Saved data entries:
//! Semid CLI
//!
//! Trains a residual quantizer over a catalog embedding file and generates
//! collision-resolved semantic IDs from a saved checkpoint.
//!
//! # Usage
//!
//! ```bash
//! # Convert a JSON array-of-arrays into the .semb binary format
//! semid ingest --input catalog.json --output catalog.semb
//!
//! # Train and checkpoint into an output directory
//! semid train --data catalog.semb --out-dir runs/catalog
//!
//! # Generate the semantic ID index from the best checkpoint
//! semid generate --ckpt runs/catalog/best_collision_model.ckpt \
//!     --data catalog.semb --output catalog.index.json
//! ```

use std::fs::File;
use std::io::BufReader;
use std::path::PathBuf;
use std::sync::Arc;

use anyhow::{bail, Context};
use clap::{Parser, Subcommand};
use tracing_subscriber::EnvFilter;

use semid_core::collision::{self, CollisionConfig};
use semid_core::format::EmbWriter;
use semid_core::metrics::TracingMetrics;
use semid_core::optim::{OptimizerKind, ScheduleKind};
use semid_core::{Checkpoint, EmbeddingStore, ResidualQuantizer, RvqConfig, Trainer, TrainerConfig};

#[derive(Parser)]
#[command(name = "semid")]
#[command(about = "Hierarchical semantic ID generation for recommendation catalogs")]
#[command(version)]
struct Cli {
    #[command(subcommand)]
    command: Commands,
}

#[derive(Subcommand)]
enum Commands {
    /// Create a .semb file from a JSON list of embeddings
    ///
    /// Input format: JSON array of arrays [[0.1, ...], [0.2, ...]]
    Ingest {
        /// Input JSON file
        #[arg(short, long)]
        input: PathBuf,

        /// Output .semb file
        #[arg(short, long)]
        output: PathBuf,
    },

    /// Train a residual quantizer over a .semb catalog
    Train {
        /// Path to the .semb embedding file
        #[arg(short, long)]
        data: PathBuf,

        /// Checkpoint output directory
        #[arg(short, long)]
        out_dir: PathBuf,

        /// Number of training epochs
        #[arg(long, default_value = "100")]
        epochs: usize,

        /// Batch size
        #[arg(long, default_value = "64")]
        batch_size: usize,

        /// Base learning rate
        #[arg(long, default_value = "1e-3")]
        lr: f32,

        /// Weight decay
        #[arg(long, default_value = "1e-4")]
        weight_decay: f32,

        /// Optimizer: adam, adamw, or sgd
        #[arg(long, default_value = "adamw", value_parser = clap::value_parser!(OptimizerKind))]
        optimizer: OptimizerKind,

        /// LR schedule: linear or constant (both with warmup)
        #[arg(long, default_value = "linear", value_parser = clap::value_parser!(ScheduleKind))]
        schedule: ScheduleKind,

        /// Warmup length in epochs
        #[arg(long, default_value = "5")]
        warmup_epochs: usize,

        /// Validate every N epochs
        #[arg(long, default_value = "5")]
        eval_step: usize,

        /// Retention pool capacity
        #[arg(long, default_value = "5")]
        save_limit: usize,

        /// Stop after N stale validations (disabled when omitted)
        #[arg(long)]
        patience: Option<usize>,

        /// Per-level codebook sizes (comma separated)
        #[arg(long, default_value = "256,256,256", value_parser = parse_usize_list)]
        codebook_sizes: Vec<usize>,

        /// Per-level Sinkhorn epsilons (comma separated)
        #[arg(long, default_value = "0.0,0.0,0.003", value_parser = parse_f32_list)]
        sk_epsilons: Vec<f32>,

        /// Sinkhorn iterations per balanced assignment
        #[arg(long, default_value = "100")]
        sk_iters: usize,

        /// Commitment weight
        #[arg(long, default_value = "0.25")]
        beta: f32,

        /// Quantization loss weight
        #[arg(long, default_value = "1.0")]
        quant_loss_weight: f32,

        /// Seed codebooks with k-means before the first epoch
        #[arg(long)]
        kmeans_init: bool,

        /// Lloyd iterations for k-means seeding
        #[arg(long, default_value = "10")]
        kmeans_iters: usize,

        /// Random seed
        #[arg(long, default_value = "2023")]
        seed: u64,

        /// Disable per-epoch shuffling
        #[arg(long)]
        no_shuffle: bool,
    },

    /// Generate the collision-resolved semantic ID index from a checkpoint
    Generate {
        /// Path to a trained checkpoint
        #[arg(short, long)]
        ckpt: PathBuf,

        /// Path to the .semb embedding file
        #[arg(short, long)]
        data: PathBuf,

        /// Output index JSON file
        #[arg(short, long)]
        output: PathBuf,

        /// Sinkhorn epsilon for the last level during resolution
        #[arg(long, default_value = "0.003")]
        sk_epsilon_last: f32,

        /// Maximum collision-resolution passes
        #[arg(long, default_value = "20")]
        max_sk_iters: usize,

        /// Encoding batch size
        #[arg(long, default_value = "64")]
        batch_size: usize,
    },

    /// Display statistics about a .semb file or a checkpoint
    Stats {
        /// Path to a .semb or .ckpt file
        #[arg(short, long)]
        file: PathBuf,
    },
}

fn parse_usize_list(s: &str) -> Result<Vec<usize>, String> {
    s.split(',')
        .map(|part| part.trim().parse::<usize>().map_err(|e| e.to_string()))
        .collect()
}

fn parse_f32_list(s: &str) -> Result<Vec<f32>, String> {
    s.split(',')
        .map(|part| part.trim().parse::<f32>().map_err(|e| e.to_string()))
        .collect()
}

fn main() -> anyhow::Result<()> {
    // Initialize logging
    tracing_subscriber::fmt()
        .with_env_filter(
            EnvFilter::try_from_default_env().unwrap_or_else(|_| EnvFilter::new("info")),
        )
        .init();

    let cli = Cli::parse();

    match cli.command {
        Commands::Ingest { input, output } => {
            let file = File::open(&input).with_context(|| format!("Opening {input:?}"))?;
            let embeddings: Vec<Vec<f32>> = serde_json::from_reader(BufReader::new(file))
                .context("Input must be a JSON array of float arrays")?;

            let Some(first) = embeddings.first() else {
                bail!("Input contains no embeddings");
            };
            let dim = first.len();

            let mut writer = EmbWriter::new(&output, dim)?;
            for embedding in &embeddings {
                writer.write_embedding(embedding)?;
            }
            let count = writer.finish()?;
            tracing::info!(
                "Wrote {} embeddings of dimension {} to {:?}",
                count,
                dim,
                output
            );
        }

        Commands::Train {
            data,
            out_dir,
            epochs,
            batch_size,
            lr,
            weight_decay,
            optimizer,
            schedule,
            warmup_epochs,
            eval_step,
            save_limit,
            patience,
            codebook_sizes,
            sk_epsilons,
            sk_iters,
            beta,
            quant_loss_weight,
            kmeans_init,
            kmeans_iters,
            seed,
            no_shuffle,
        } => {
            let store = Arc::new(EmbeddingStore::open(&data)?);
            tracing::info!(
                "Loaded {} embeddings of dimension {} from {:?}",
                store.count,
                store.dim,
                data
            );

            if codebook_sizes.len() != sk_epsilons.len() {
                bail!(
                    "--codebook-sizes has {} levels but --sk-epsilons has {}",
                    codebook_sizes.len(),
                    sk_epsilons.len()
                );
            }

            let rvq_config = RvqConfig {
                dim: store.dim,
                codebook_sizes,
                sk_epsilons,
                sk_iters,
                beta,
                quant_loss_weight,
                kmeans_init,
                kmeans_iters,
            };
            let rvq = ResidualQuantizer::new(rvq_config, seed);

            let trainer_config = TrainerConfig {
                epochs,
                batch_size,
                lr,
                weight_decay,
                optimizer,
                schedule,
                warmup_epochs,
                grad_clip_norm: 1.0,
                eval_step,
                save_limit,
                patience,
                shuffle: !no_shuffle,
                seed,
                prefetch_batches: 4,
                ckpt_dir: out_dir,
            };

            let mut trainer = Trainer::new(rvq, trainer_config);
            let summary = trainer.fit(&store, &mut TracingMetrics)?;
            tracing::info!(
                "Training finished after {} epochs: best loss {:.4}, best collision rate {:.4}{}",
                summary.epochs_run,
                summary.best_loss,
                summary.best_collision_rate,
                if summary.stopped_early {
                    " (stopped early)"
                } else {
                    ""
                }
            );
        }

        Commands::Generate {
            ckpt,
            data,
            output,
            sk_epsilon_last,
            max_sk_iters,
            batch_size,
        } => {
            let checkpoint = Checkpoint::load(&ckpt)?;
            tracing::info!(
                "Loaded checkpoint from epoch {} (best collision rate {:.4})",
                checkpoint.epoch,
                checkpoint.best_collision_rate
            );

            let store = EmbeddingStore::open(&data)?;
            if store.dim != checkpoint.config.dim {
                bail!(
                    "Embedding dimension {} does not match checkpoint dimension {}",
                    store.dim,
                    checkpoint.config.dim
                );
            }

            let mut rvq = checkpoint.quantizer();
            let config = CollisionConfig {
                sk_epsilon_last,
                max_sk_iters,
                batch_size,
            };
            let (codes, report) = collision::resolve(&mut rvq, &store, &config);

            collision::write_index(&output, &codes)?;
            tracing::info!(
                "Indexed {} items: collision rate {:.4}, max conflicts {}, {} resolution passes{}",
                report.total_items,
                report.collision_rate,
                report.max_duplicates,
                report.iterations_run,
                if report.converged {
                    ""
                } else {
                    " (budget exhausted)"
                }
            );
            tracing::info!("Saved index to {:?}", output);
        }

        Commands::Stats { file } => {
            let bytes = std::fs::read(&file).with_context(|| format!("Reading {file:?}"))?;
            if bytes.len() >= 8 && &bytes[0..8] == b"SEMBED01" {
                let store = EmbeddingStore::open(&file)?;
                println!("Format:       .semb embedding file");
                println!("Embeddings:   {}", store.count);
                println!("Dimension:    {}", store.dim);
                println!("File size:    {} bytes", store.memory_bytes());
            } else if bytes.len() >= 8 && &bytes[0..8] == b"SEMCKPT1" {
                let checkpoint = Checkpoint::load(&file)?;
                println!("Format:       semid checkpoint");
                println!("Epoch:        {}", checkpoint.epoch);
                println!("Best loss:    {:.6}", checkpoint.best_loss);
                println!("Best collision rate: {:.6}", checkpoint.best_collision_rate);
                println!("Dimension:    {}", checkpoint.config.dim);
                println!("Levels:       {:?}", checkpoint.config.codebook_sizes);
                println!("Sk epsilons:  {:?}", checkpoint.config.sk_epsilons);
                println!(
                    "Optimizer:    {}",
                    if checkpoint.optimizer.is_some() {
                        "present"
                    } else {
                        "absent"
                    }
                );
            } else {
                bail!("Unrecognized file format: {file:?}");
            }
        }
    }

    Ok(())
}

§ WHAT TO DO: For the records above, how many lines contain the word "runs"? Reply with the number only.

§ OUTPUT FOR THIS EXERCISE: 2